GOAL OF THE EXERCISE »
A single number is the answer: how many lines of the entries contain the word "StdMutex"?

MATERIAL TO PROCESS »
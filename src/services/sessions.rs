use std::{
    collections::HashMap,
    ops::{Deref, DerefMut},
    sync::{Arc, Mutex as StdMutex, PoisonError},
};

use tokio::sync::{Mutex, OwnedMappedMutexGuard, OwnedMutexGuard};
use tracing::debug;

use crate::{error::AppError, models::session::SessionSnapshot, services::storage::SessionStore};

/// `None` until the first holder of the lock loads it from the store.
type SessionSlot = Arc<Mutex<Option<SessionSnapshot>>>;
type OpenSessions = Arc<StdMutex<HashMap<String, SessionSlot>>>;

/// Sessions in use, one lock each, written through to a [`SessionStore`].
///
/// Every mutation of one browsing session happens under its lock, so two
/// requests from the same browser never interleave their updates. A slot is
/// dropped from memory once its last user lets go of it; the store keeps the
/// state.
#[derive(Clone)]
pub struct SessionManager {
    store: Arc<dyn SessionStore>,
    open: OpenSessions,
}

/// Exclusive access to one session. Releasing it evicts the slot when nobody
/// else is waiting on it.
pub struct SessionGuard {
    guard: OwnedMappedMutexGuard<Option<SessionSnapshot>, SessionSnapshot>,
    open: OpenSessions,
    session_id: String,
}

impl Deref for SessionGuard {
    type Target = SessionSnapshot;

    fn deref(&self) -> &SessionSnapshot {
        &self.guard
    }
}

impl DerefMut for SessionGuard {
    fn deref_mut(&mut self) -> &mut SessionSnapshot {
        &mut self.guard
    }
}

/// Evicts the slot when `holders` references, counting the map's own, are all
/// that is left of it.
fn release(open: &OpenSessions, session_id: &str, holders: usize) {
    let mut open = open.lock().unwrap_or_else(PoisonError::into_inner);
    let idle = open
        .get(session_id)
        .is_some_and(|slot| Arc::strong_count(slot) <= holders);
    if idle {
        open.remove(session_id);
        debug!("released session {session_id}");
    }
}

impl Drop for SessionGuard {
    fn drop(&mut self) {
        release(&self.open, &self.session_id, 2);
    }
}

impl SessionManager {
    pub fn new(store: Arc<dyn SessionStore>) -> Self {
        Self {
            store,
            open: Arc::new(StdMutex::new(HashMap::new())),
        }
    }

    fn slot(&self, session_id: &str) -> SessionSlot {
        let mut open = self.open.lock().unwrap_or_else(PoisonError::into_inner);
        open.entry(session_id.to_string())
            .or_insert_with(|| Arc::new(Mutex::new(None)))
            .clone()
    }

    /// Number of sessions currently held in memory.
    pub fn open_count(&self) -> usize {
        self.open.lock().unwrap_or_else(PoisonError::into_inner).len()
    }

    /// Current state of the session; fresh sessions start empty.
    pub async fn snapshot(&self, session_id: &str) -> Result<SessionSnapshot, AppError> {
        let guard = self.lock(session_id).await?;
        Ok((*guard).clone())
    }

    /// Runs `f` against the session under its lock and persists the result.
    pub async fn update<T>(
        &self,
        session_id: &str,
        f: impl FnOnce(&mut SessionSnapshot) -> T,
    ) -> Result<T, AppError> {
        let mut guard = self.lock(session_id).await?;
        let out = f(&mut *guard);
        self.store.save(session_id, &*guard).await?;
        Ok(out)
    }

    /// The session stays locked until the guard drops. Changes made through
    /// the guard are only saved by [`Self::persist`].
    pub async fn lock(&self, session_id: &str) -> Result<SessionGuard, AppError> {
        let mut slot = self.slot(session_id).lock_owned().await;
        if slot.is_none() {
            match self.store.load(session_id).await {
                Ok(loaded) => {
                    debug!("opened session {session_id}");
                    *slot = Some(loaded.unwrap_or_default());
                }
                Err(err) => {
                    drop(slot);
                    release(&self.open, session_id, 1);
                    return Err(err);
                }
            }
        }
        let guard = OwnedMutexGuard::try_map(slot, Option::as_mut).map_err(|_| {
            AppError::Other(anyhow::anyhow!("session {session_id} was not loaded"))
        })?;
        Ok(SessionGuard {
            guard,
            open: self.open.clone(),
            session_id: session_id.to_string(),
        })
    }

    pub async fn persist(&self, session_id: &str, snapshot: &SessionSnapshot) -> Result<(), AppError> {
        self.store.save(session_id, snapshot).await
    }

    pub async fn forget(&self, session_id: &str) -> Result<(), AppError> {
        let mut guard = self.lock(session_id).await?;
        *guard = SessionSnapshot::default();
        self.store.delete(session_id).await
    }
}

SOLUTION FOR THIS EXERCISE »
3